A disproportionate amount of attention is given to the perceived “benefits” of speaking and hearing, no matter how perfectly or imperfectly the Deaf child is able to do this. Very little attention is given to the social, emotional, psychological, and educational harms that occur when Deaf children are denied access to ASL. These deserve attention.

Anyone invested in Deaf children’s well-being should be aware of the costs incurred when teaching spoken English comes at the expense of healthy development in other areas.

To read more about the psychological impact of oralism, see below for a link to an article co-authored by Sharon Duchesneau and the letter writer.

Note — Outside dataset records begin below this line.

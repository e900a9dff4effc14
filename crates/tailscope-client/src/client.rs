use bytes::Bytes;
use http_body_util::{BodyExt, Full};
use hyper::header::{CONTENT_TYPE, HOST};
use hyper::{Method, Request, Uri};
use hyper_util::rt::TokioIo;
use serde::Serialize;
use serde::de::DeserializeOwned;
use tokio::net::TcpStream;
use tracing::debug;

use crate::ApiError;
use tailscope_types::{
    FetchLogRequest, FetchLogResponse, LaunchRequest, LaunchResponse, ResolveRequest,
    ResolveResponse, TerminateRequest, TerminateResponse, TreeResponse,
};

/// Client for the experiment monitor HTTP API
#[derive(Clone, Debug)]
pub struct ExpClient {
    /// `host:port` to connect to
    authority: String,

    /// Path prefix the API is mounted under (no trailing slash)
    prefix: String,
}

impl ExpClient {
    /// Create a client for a server address such as `http://127.0.0.1:5050`
    pub fn new(server: &str) -> Result<Self, ApiError> {
        let uri: Uri = server
            .parse()
            .map_err(|e| ApiError::InvalidUrl(format!("{}: {}", server, e)))?;

        match uri.scheme_str() {
            Some("http") | None => {}
            Some(other) => {
                return Err(ApiError::InvalidUrl(format!(
                    "unsupported scheme '{}' in {}",
                    other, server
                )));
            }
        }

        let authority = uri
            .authority()
            .ok_or_else(|| ApiError::InvalidUrl(format!("missing host in {}", server)))?;
        let authority = if authority.port().is_some() {
            authority.to_string()
        } else {
            format!("{}:80", authority.host())
        };

        let prefix = uri.path().trim_end_matches('/').to_string();

        Ok(Self { authority, prefix })
    }

    /// The `host:port` this client connects to
    pub fn authority(&self) -> &str {
        &self.authority
    }

    /// Canonicalize a path (resolves `..`, strips a trailing log file name)
    pub async fn resolve_path(&self, path: &str) -> Result<String, ApiError> {
        let resp: ResolveResponse = self
            .post(
                "/get_relative_path",
                &ResolveRequest {
                    path: path.to_string(),
                },
            )
            .await?;
        Ok(resp.url)
    }

    /// All known paths in the workspace
    pub async fn list_tree(&self) -> Result<Vec<String>, ApiError> {
        let resp: TreeResponse = self.get("/tree").await?;
        Ok(resp.tree)
    }

    /// Fetch log records, from the start or after a continuation token
    pub async fn fetch_log(&self, request: &FetchLogRequest) -> Result<FetchLogResponse, ApiError> {
        self.post("/getlogs", request).await
    }

    /// Start a process at a path
    pub async fn launch(&self, request: &LaunchRequest) -> Result<LaunchResponse, ApiError> {
        self.post("/launch", request).await
    }

    /// Stop the process at a path
    pub async fn terminate(&self, request: &TerminateRequest) -> Result<TerminateResponse, ApiError> {
        self.post("/terminate", request).await
    }

    async fn get<R: DeserializeOwned>(&self, endpoint: &str) -> Result<R, ApiError> {
        let request = Request::builder()
            .method(Method::GET)
            .uri(self.target(endpoint))
            .header(HOST, &self.authority)
            .body(Full::new(Bytes::new()))?;

        let body = self.send(request).await?;
        Ok(serde_json::from_slice(&body)?)
    }

    async fn post<B: Serialize, R: DeserializeOwned>(
        &self,
        endpoint: &str,
        payload: &B,
    ) -> Result<R, ApiError> {
        let json = serde_json::to_vec(payload)?;
        let request = Request::builder()
            .method(Method::POST)
            .uri(self.target(endpoint))
            .header(HOST, &self.authority)
            .header(CONTENT_TYPE, "application/json")
            .body(Full::new(Bytes::from(json)))?;

        let body = self.send(request).await?;
        Ok(serde_json::from_slice(&body)?)
    }

    fn target(&self, endpoint: &str) -> String {
        format!("{}{}", self.prefix, endpoint)
    }

    /// Send one request on a fresh connection and collect a 2xx body
    async fn send(&self, request: Request<Full<Bytes>>) -> Result<Bytes, ApiError> {
        let endpoint = request.uri().path().to_string();
        let stream = TcpStream::connect(&self.authority).await?;
        let io = TokioIo::new(stream);

        let (mut sender, conn) = hyper::client::conn::http1::handshake(io).await?;
        tokio::spawn(async move {
            if let Err(e) = conn.await {
                debug!("HTTP connection error: {}", e);
            }
        });

        let response = sender.send_request(request).await?;
        let status = response.status();
        let body = response.into_body().collect().await?.to_bytes();

        debug!("{} -> {} ({} bytes)", endpoint, status, body.len());

        if !status.is_success() {
            return Err(ApiError::from_response(status, &body));
        }
        Ok(body)
    }
}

http://sk.sagepub.com/reference/download/the-sage-deaf-studies-encyclopedia/i3490.pdf

Dr. Candace A. McCullough, CEO
Deaf Counseling Center

1 Comment
  1. Billy S. Allen April 11, 2016

    Dr. McCullough,
    Your research paper on the impact of Oralism is nearly the exact narrative of my life growing up. Thank you for writing that. About 5 years ago I was part of a play that Ping Chong made on Invisible Voices series. Our part was for people with disabilities. Additionally, during my growing up years, we lost a couple oral deaf friends as they decided to take on their own life due to lack of self-identity and sense of belonging. I made an attempt, but did not work. . This story has been recorded onto DVD for anyone to see.
    ( https://www.facebook.com/Invisible-Voices-New-Perspectives-on-Disability-122608074692/?fref=ts )

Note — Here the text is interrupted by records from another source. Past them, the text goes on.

pub mod components;
mod layout;
pub mod screens;
mod theme;

pub use layout::Layout;
pub use theme::Theme;
use std::time::{Duration, Instant};

use regex::Regex;

use crate::Counters;
use crate::gate::LevelGate;
use tailscope_types::{Headers, Hue, LogRecord, Severity};

/// Path-like tokens: start of text or a delimiter, then an optional bare word, then `/...`
const LINK_PATTERN: &str = r#"(^|[\s(\[{'"=,])([\w.~-]*/[\w.~/:+@%-]*)"#;

/// Trailing characters never considered part of a link
const LINK_TRAILING: &[char] = &['.', ',', ';', ':', '!', '?', ')', ']', '}', '\'', '"'];

/// Piece of a rendered cell
#[derive(Clone, Debug, PartialEq, Eq)]
pub enum Segment {
    Text(String),
    Link { text: String, target: String },
}

/// One display cell
#[derive(Clone, Debug, Default, PartialEq, Eq)]
pub struct RenderedCell {
    /// Rendered text (what the filter matches against)
    pub text: String,

    /// Text split into plain and link pieces
    pub segments: Vec<Segment>,

    /// Grouping hue for `module`/`source` cells
    pub hue: Option<Hue>,

    /// Marked by the active filter
    pub matched: bool,
}

impl RenderedCell {
    fn plain(text: String) -> Self {
        Self {
            segments: if text.is_empty() {
                Vec::new()
            } else {
                vec![Segment::Text(text.clone())]
            },
            text,
            hue: None,
            matched: false,
        }
    }
}

/// One display row per log record
#[derive(Clone, Debug, PartialEq, Eq)]
pub struct RenderedRow {
    /// Arrival order within the session
    pub seq: u64,

    /// Severity class of the whole row
    pub severity: Option<Severity>,

    /// Hue derived from the level name
    pub level_hue: Option<Hue>,

    /// Odd rows get the alternate lightness
    pub zebra: bool,

    pub cells: Vec<RenderedCell>,

    /// Hidden by the text filter
    pub filtered_out: bool,

    /// Transient "new since last poll" highlight on the first cell
    pub fresh_until: Option<Instant>,
}

impl RenderedRow {
    /// Visible iff it passes both the text filter and the level gate
    pub fn is_visible(&self, gate: &LevelGate) -> bool {
        !self.filtered_out && gate.shows(self.severity)
    }

    pub fn is_fresh(&self, now: Instant) -> bool {
        self.fresh_until.is_some_and(|until| now < until)
    }

    /// Target of the first link in the row
    pub fn first_link(&self) -> Option<&str> {
        self.cells
            .iter()
            .flat_map(|c| c.segments.iter())
            .find_map(|s| match s {
                Segment::Link { target, .. } => Some(target.as_str()),
                Segment::Text(_) => None,
            })
    }
}

/// Per-row inputs beyond the record itself
#[derive(Clone, Copy, Debug)]
pub struct RenderContext<'a> {
    /// Active session path, for resolving `./` links
    pub session_path: &'a str,

    /// Arrival index of this row
    pub seq: u64,

    /// Row belongs to a non-initial batch
    pub fresh: bool,

    pub now: Instant,
}

/// Turns log records into display rows
pub struct LineRenderer {
    link_regex: Regex,
    fresh_for: Duration,
}

impl LineRenderer {
    pub fn new(fresh_for: Duration) -> Self {
        Self {
            link_regex: Regex::new(LINK_PATTERN).expect("link pattern is valid"),
            fresh_for,
        }
    }

    /// Render one record; counts its level when the stream has a `level` column
    pub fn render(
        &self,
        record: &LogRecord,
        headers: &Headers,
        ctx: &RenderContext<'_>,
        counters: &mut Counters,
    ) -> RenderedRow {
        let columns = headers.columns();
        let mut row = RenderedRow {
            seq: ctx.seq,
            severity: None,
            level_hue: None,
            zebra: ctx.seq % 2 == 1,
            cells: Vec::with_capacity(columns.len()),
            filtered_out: false,
            fresh_until: ctx.fresh.then(|| ctx.now + self.fresh_for),
        };

        for (i, column) in columns.iter().enumerate() {
            let value = record.cells.get(i).map(String::as_str).unwrap_or("");

            let cell = match column.as_str() {
                "thread" => {
                    // Compare with `module` wherever it sits, else the column after
                    let other = headers.index_of("module").unwrap_or(i + 1);
                    let other = record.cells.get(other).map(String::as_str);
                    if other == Some(value) {
                        RenderedCell::default()
                    } else {
                        RenderedCell::plain(value.to_string())
                    }
                }
                "message" => self.render_message(value, ctx.session_path),
                "level" => {
                    let severity = Severity::parse(value);
                    let name = severity
                        .map(|s| s.name().to_string())
                        .unwrap_or_else(|| value.trim().to_lowercase());
                    row.severity = severity;
                    row.level_hue = Some(Hue::of(&name));
                    counters.record(severity);
                    RenderedCell::plain(value.to_string())
                }
                "module" | "source" => {
                    let mut cell = RenderedCell::plain(value.to_string());
                    cell.hue = Some(Hue::of(value));
                    cell
                }
                _ => RenderedCell::plain(value.to_string()),
            };
            row.cells.push(cell);
        }

        row
    }

    fn render_message(&self, message: &str, session_path: &str) -> RenderedCell {
        let mut segments = Vec::new();
        let mut last = 0;

        for caps in self.link_regex.captures_iter(message) {
            let Some(token) = caps.get(2) else {
                continue;
            };
            let text = token.as_str().trim_end_matches(LINK_TRAILING);
            if !text.contains('/') {
                continue;
            }
            let start = token.start();
            let end = start + text.len();

            if start > last {
                segments.push(Segment::Text(message[last..start].to_string()));
            }
            segments.push(Segment::Link {
                text: text.to_string(),
                target: resolve_link(text, session_path),
            });
            last = end;
        }

        if last < message.len() {
            segments.push(Segment::Text(message[last..].to_string()));
        }

        RenderedCell {
            text: message.to_string(),
            segments,
            hue: None,
            matched: false,
        }
    }
}

/// Resolve a leading `.` or `..` segment against the session path
fn resolve_link(text: &str, session_path: &str) -> String {
    let relative = text == "." || text.starts_with("./") || text == ".." || text.starts_with("../");
    if !relative {
        return text.to_string();
    }

    let rest = text.strip_prefix("./").unwrap_or(text);
    let base = session_path.trim_end_matches('/');
    match (base.is_empty(), rest) {
        (true, _) => rest.to_string(),
        (false, ".") => base.to_string(),
        (false, _) => format!("{}/{}", base, rest),
    }
}

#[cfg(test)]
mod tests {
    use super::*;

    fn headers(cols: &[&str]) -> Headers {
        Headers::new(cols.iter().map(|c| c.to_string()).collect())
    }

    fn record(cells: &[&str]) -> LogRecord {
        LogRecord::new(cells.iter().map(|c| c.to_string()).collect())
    }

    fn ctx(seq: u64) -> RenderContext<'static> {
        RenderContext {
            session_path: "exp/run1",
            seq,
            fresh: false,
            now: Instant::now(),
        }
    }

    fn render(cols: &[&str], cells: &[&str]) -> (RenderedRow, Counters) {
        let renderer = LineRenderer::new(Duration::from_secs(1));
        let mut counters = Counters::default();
        let row = renderer.render(&record(cells), &headers(cols), &ctx(0), &mut counters);
        (row, counters)
    }

    #[test]
    fn test_thread_duplicate_and_message_link() {
        let (row, counters) = render(
            &["level", "module", "thread", "message"],
            &["info", "modA", "modA", "hello /x/y"],
        );

        assert_eq!(row.cells[2].text, "");
        assert_eq!(
            row.cells[3].segments,
            vec![
                Segment::Text("hello ".to_string()),
                Segment::Link {
                    text: "/x/y".to_string(),
                    target: "/x/y".to_string()
                },
            ]
        );
        assert_eq!(row.severity, Some(Severity::Info));
        assert_eq!(counters.info, 1);
        assert_eq!(counters.total, 1);
    }

    #[test]
    fn test_thread_suppressed_when_module_follows() {
        let (row, _) = render(
            &["level", "thread", "module", "message"],
            &["info", "modA", "modA", "x"],
        );
        assert_eq!(row.cells[1].text, "");
        assert_eq!(row.cells[2].text, "modA");
    }

    #[test]
    fn test_thread_checked_against_next_without_module() {
        let (row, _) = render(&["thread", "source"], &["worker", "worker"]);
        assert_eq!(row.cells[0].text, "");
    }

    #[test]
    fn test_thread_kept_when_distinct() {
        let (row, _) = render(
            &["level", "thread", "module", "message"],
            &["info", "MainThread", "mom.guest", "x"],
        );
        assert_eq!(row.cells[1].text, "MainThread");
    }

    #[test]
    fn test_relative_link_resolves_against_session() {
        let (row, _) = render(&["message"], &["wrote ./out/results.csv."]);
        assert_eq!(row.first_link(), Some("exp/run1/out/results.csv"));
    }

    #[test]
    fn test_bare_word_prefix_and_trailing_punctuation() {
        let (row, _) = render(&["message"], &["saved (results/a/b), done"]);
        assert_eq!(row.first_link(), Some("results/a/b"));
        let text: String = row.cells[0]
            .segments
            .iter()
            .map(|s| match s {
                Segment::Text(t) => t.as_str(),
                Segment::Link { text, .. } => text.as_str(),
            })
            .collect();
        assert_eq!(text, "saved (results/a/b), done");
    }

    #[test]
    fn test_no_link_without_slash() {
        let (row, _) = render(&["message"], &["nothing to see here."]);
        assert_eq!(row.first_link(), None);
    }

    #[test]
    fn test_level_hue_and_zebra() {
        let renderer = LineRenderer::new(Duration::from_secs(1));
        let mut counters = Counters::default();
        let cols = headers(&["level", "source"]);

        let even = renderer.render(&record(&["ERROR", "guest-1"]), &cols, &ctx(0), &mut counters);
        let odd = renderer.render(&record(&["error", "guest-1"]), &cols, &ctx(1), &mut counters);

        assert_eq!(even.level_hue, odd.level_hue);
        assert_eq!(even.level_hue, Some(Hue::of("error")));
        assert!(!even.zebra);
        assert!(odd.zebra);
        assert_eq!(even.cells[1].hue, Some(Hue::of("guest-1")));
        assert_eq!(counters.error_or_critical, 2);
    }

    #[test]
    fn test_no_level_column_is_not_counted() {
        let (row, counters) = render(&["time", "message"], &["0s", "hi"]);
        assert_eq!(row.severity, None);
        assert_eq!(counters.total, 0);
    }

    #[test]
    fn test_fresh_highlight_expires() {
        let renderer = LineRenderer::new(Duration::from_millis(500));
        let mut counters = Counters::default();
        let now = Instant::now();
        let context = RenderContext {
            session_path: "",
            seq: 0,
            fresh: true,
            now,
        };
        let row = renderer.render(&record(&["hi"]), &headers(&["message"]), &context, &mut counters);

        assert!(row.is_fresh(now));
        assert!(!row.is_fresh(now + Duration::from_secs(1)));
    }
}
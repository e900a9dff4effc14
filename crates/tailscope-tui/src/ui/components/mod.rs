mod error_panel;
mod help_overlay;
mod list_selector;
mod status_bar;

pub use error_panel::ErrorPanel;
pub use help_overlay::HelpOverlay;
pub use list_selector::{ListSelector, ListSelectorExt};
pub use status_bar::{StatusBar, list_nav_hints};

    I’ve expressed these exact sentiments as your paper stated with one exception

    After growing up as written in your paper. I decided to attend college and pursue higher education as a much older student (was the oldest football player on team too). Went to Gallaudet (mom, was not a happy camper “why would you go to a school with kids of lower education ? you are better than that?”) I won’t elaborate on how that really ticked me off. But, I got a chance to refine my ASL emerge into a much desired culture, felt belonged and obtain higher education. Completed my BA there then went to Rutgers (they only accept A and B grading). Ended up doing a dual masters there utilizing ASL interpreters and CART for the legal class (because contents of ASL cannot accurately define the legal terms as CART).
    ASL is easier for me to get by on a day to day basis, CART and lip reading really sucks up my energy and drains me quite a bit.

    My life is now balanced with having a deaf wife, have hearing kids (knows sign). Working with hearing folks on most of the days but personal life is Deaf life. I use ASL interpreters anytime I can get one to preserve my sanity, energy and comprehension of what’s going on around me.
    I’ve found my balance and sanity in life.
    Sincerely.
    Happy Camper

    Reply

Leave a Comment

Your email address will not be published. Required fields are marked *

Contact Us

Please leave this field empty.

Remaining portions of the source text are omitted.